:: Instructions to follow ::
Scan the data below and state the number of lines that include the word "from", adding no comment.

:: Stored data ::
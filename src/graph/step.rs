//! Step abstraction and the per-step runtime cell.
//!
//! A [`Step`] is the capability a computation node provides: declare slots,
//! compute from inputs. The network wraps every step in a [`StepCell`] that
//! owns the output data objects, the input bindings created by connections,
//! and the Idle/Computing/Faulted state machine.

use crate::graph::data::{DataObject, DataValue};
use crate::graph::error::{ComputeError, GraphError};
use crate::graph::fault::{Fault, FaultSink};
use crate::graph::id::{ConnectionId, StepId, TriggerId};
use crate::graph::slot::{find_duplicate, SlotDescriptor, SlotDirection};
use crate::graph::stats::StepStats;
use crate::graph::sync::{lock, read, write};
use serde::Serialize;
use std::panic::{catch_unwind, AssertUnwindSafe};
use std::sync::{Arc, Mutex, RwLock};
use std::time::{Duration, Instant};

/// Capability implemented by every computation node.
pub trait Step: Send {
    /// Human-readable kind of step ("gain", "integrator", ...).
    fn type_name(&self) -> &str;

    /// Slots of this step. Called once when the step is added to a network.
    fn declare_slots(&self) -> Vec<SlotDescriptor>;

    /// Compute outputs from inputs for one cycle.
    fn compute(&mut self, ctx: &mut StepContext<'_>) -> Result<(), ComputeError>;

    /// Called when the owning root trigger's worker starts.
    fn on_start(&mut self) {}

    /// Called when the owning root trigger's worker stops.
    fn on_stop(&mut self) {}

    /// Called when a Faulted step is reset to Idle.
    fn reset(&mut self) {}
}

/// Runtime state of a step.
#[derive(Debug, Clone, Copy, PartialEq, Eq, Serialize)]
pub enum StepState {
    Uninitialized,
    Idle,
    Computing,
    Faulted,
}

/// Timing of the wave a step is computed in.
#[derive(Debug, Clone, Copy, PartialEq)]
pub struct CycleInfo {
    pub trigger: TriggerId,
    /// Simulated time step to integrate over.
    pub delta: Duration,
    /// Simulated time since the trigger started.
    pub time: Duration,
    /// Wave counter of the firing trigger.
    pub cycle: u64,
}

/// Result of one `on_trigger` call.
#[derive(Debug, Clone, Copy, PartialEq, Eq)]
pub enum StepOutcome {
    Computed,
    /// An input was missing or stale; outputs untouched.
    NotReady,
    /// Compute failed during this call; the step is now Faulted.
    Faulted,
    /// The step was already Faulted and was not computed.
    SkippedFaulted,
}

/// What a step sees during `compute`.
pub struct StepContext<'a> {
    inputs: &'a [SlotDescriptor],
    input_values: &'a [Option<DataValue>],
    outputs: &'a [SlotDescriptor],
    output_values: &'a mut [Option<DataValue>],
    cycle: &'a CycleInfo,
    not_ready: bool,
}

impl<'a> StepContext<'a> {
    pub fn new(
        inputs: &'a [SlotDescriptor],
        input_values: &'a [Option<DataValue>],
        outputs: &'a [SlotDescriptor],
        output_values: &'a mut [Option<DataValue>],
        cycle: &'a CycleInfo,
    ) -> Self {
        debug_assert_eq!(inputs.len(), input_values.len());
        debug_assert_eq!(outputs.len(), output_values.len());
        Self {
            inputs,
            input_values,
            outputs,
            output_values,
            cycle,
            not_ready: false,
        }
    }

    /// Value of an input, `None` if it is optional and unconnected.
    pub fn input(&self, name: &str) -> Option<&DataValue> {
        self.inputs
            .iter()
            .position(|s| s.name == name)
            .and_then(|i| self.input_values[i].as_ref())
    }

    /// Scalar value of an input.
    pub fn scalar(&self, name: &str) -> Result<f64, ComputeError> {
        let value = self
            .input(name)
            .ok_or_else(|| ComputeError::MissingInput(name.to_string()))?;
        value.as_scalar().ok_or_else(|| ComputeError::TypeMismatch {
            slot: name.to_string(),
            expected: crate::graph::data::DataType::Scalar,
            found: value.data_type(),
        })
    }

    /// Set an output for this cycle. The value is published when compute returns `Ok`.
    pub fn set_output(
        &mut self,
        name: &str,
        value: impl Into<DataValue>,
    ) -> Result<(), ComputeError> {
        let value = value.into();
        let index = self
            .outputs
            .iter()
            .position(|s| s.name == name)
            .ok_or_else(|| ComputeError::UnknownOutput(name.to_string()))?;
        let declared = self.outputs[index].data_type;
        if !declared.accepts(value.data_type()) {
            return Err(ComputeError::TypeMismatch {
                slot: name.to_string(),
                expected: declared,
                found: value.data_type(),
            });
        }
        self.output_values[index] = Some(value);
        Ok(())
    }

    /// Give up on this cycle without faulting, e.g. when a network sample is late.
    pub fn skip_cycle(&mut self) {
        self.not_ready = true;
    }

    pub fn cycle(&self) -> &CycleInfo {
        self.cycle
    }

    pub fn dt(&self) -> Duration {
        self.cycle.delta
    }

    pub fn dt_secs(&self) -> f64 {
        self.cycle.delta.as_secs_f64()
    }

    pub fn time(&self) -> Duration {
        self.cycle.time
    }
}

/// An input slot's binding to the upstream output object.
#[derive(Debug, Clone)]
pub(crate) struct InputBinding {
    pub connection: ConnectionId,
    pub source: Arc<DataObject>,
}

/// A step plus everything the runtime keeps about it.
pub struct StepCell {
    id: StepId,
    type_name: String,
    inputs: Vec<SlotDescriptor>,
    outputs: Vec<SlotDescriptor>,
    output_objects: Vec<Arc<DataObject>>,
    bindings: RwLock<Vec<Option<InputBinding>>>,
    outgoing: Mutex<Vec<ConnectionId>>,
    state: Mutex<StepState>,
    /// Running root triggers whose firings reach this step.
    activations: Mutex<usize>,
    behavior: Mutex<Box<dyn Step>>,
    stats: StepStats,
}

impl StepCell {
    /// Declare slots and allocate output objects.
    pub fn new(id: StepId, step: Box<dyn Step>) -> Result<Self, GraphError> {
        let type_name = step.type_name().to_string();
        let slots = step.declare_slots();
        if let Some(dup) = find_duplicate(&slots) {
            return Err(GraphError::DuplicateSlot {
                step: type_name,
                slot: dup.to_string(),
            });
        }

        let (inputs, outputs): (Vec<_>, Vec<_>) = slots.into_iter().partition(|s| s.is_input());
        let output_objects = outputs
            .iter()
            .map(|s| {
                Arc::new(DataObject::new(
                    s.name.clone(),
                    s.data_type,
                    s.data_type.default_value(),
                    Some(id),
                ))
            })
            .collect();
        let bindings = vec![None; inputs.len()];

        let cell = Self {
            id,
            type_name,
            inputs,
            outputs,
            output_objects,
            bindings: RwLock::new(bindings),
            outgoing: Mutex::new(Vec::new()),
            state: Mutex::new(StepState::Uninitialized),
            activations: Mutex::new(0),
            behavior: Mutex::new(step),
            stats: StepStats::default(),
        };
        *lock(&cell.state) = StepState::Idle;
        Ok(cell)
    }

    pub fn id(&self) -> StepId {
        self.id
    }

    pub fn type_name(&self) -> &str {
        &self.type_name
    }

    pub fn state(&self) -> StepState {
        *lock(&self.state)
    }

    pub fn stats(&self) -> &StepStats {
        &self.stats
    }

    pub fn inputs(&self) -> &[SlotDescriptor] {
        &self.inputs
    }

    pub fn outputs(&self) -> &[SlotDescriptor] {
        &self.outputs
    }

    pub(crate) fn slot_index(&self, name: &str, direction: SlotDirection) -> Option<usize> {
        let slots = match direction {
            SlotDirection::Input => &self.inputs,
            SlotDirection::Output => &self.outputs,
        };
        slots.iter().position(|s| s.name == name)
    }

    pub(crate) fn output_object(&self, index: usize) -> Option<&Arc<DataObject>> {
        self.output_objects.get(index)
    }

    /// Current output values, in declaration order.
    pub fn output_snapshot(&self) -> Vec<(String, DataValue)> {
        self.output_objects
            .iter()
            .map(|o| (o.name().to_string(), o.read()))
            .collect()
    }

    pub(crate) fn binding(&self, input: usize) -> Option<InputBinding> {
        read(&self.bindings).get(input).cloned().flatten()
    }

    pub(crate) fn bind_input(&self, input: usize, binding: InputBinding) {
        write(&self.bindings)[input] = Some(binding);
    }

    pub(crate) fn unbind_input(&self, connection: ConnectionId) {
        for slot in write(&self.bindings).iter_mut() {
            if slot.as_ref().is_some_and(|b| b.connection == connection) {
                *slot = None;
            }
        }
    }

    pub(crate) fn add_outgoing(&self, connection: ConnectionId) {
        lock(&self.outgoing).push(connection);
    }

    pub(crate) fn remove_outgoing(&self, connection: ConnectionId) {
        lock(&self.outgoing).retain(|&c| c != connection);
    }

    pub fn outgoing(&self) -> Vec<ConnectionId> {
        lock(&self.outgoing).clone()
    }

    /// A root trigger reaching this step started. The first one runs `on_start`.
    pub(crate) fn activate(&self, trigger: TriggerId, sink: &dyn FaultSink) {
        let mut active = lock(&self.activations);
        *active += 1;
        if *active == 1 {
            self.run_hook("on_start", trigger, sink, |step| step.on_start());
        }
    }

    /// A root trigger reaching this step stopped. The last one runs `on_stop`.
    pub(crate) fn deactivate(&self, trigger: TriggerId, sink: &dyn FaultSink) {
        let mut active = lock(&self.activations);
        if *active == 0 {
            return;
        }
        *active -= 1;
        if *active == 0 {
            self.run_hook("on_stop", trigger, sink, |step| step.on_stop());
        }
    }

    /// Run a lifecycle hook. A panic faults the step instead of unwinding
    /// into the trigger's thread.
    fn run_hook(
        &self,
        hook: &str,
        trigger: TriggerId,
        sink: &dyn FaultSink,
        f: impl FnOnce(&mut dyn Step),
    ) {
        let result = {
            let mut behavior = lock(&self.behavior);
            catch_unwind(AssertUnwindSafe(|| f(&mut **behavior)))
        };
        if let Err(payload) = result {
            *lock(&self.state) = StepState::Faulted;
            let message = format!("{} panicked: {}", hook, panic_message(payload.as_ref()));
            self.report_fault(trigger, ComputeError::Panicked(message), sink);
        }
    }

    /// Return a Faulted step to Idle. Returns whether it was Faulted and the
    /// step's own `reset` succeeded; a panicking `reset` leaves it Faulted.
    pub fn reset(&self, sink: &dyn FaultSink) -> bool {
        let mut state = lock(&self.state);
        if *state != StepState::Faulted {
            return false;
        }
        let result = {
            let mut behavior = lock(&self.behavior);
            catch_unwind(AssertUnwindSafe(|| behavior.reset()))
        };
        match result {
            Ok(()) => {
                *state = StepState::Idle;
                tracing::info!("Step {:?} ('{}') reset", self.id, self.type_name);
                true
            }
            Err(payload) => {
                drop(state);
                let message = format!("reset panicked: {}", panic_message(payload.as_ref()));
                self.report_fault(TriggerId::INVALID, ComputeError::Panicked(message), sink);
                false
            }
        }
    }

    fn report_fault(&self, trigger: TriggerId, error: ComputeError, sink: &dyn FaultSink) {
        self.stats.record_fault();
        tracing::debug!("Step {:?} ('{}') faulted: {}", self.id, self.type_name, error);
        sink.report(Fault::Compute {
            step: self.id,
            step_name: self.type_name.clone(),
            trigger,
            message: error.to_string(),
        });
    }

    /// Read inputs, compute, publish outputs. Faults are caught and reported.
    pub fn on_trigger(&self, cycle: &CycleInfo, sink: &dyn FaultSink) -> StepOutcome {
        if self.state() == StepState::Faulted {
            return StepOutcome::SkippedFaulted;
        }

        let mut input_values = Vec::with_capacity(self.inputs.len());
        {
            let bindings = read(&self.bindings);
            for (slot, binding) in self.inputs.iter().zip(bindings.iter()) {
                match binding {
                    Some(b) => input_values.push(Some(b.source.read())),
                    None if slot.mandatory => {
                        tracing::trace!(
                            "Step {:?} skipped: input '{}' unconnected",
                            self.id,
                            slot.name
                        );
                        self.stats.record_not_ready();
                        return StepOutcome::NotReady;
                    }
                    None => input_values.push(None),
                }
            }
        }

        *lock(&self.state) = StepState::Computing;
        let mut output_values = vec![None; self.outputs.len()];
        let started = Instant::now();
        let (result, not_ready) = {
            let mut behavior = lock(&self.behavior);
            let mut ctx = StepContext::new(
                &self.inputs,
                &input_values,
                &self.outputs,
                &mut output_values,
                cycle,
            );
            let result = catch_unwind(AssertUnwindSafe(|| behavior.compute(&mut ctx)));
            (result, ctx.not_ready)
        };

        let error = match result {
            Ok(Ok(())) if not_ready => {
                *lock(&self.state) = StepState::Idle;
                self.stats.record_not_ready();
                return StepOutcome::NotReady;
            }
            Ok(Ok(())) => {
                for (object, value) in self.output_objects.iter().zip(output_values) {
                    if let Some(value) = value {
                        object.write(value);
                    }
                }
                self.stats.record_compute(started.elapsed());
                *lock(&self.state) = StepState::Idle;
                return StepOutcome::Computed;
            }
            Ok(Err(e)) => e,
            Err(payload) => ComputeError::Panicked(panic_message(payload.as_ref())),
        };

        *lock(&self.state) = StepState::Faulted;
        self.report_fault(cycle.trigger, error, sink);
        StepOutcome::Faulted
    }
}

impl std::fmt::Debug for StepCell {
    fn fmt(&self, f: &mut std::fmt::Formatter<'_>) -> std::fmt::Result {
        f.debug_struct("StepCell")
            .field("id", &self.id)
            .field("type_name", &self.type_name)
            .field("state", &self.state())
            .finish()
    }
}

fn panic_message(payload: &(dyn std::any::Any + Send)) -> String {
    if let Some(s) = payload.downcast_ref::<&str>() {
        (*s).to_string()
    } else if let Some(s) = payload.downcast_ref::<String>() {
        s.clone()
    } else {
        "unknown panic".to_string()
    }
}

:: Written solution ::
2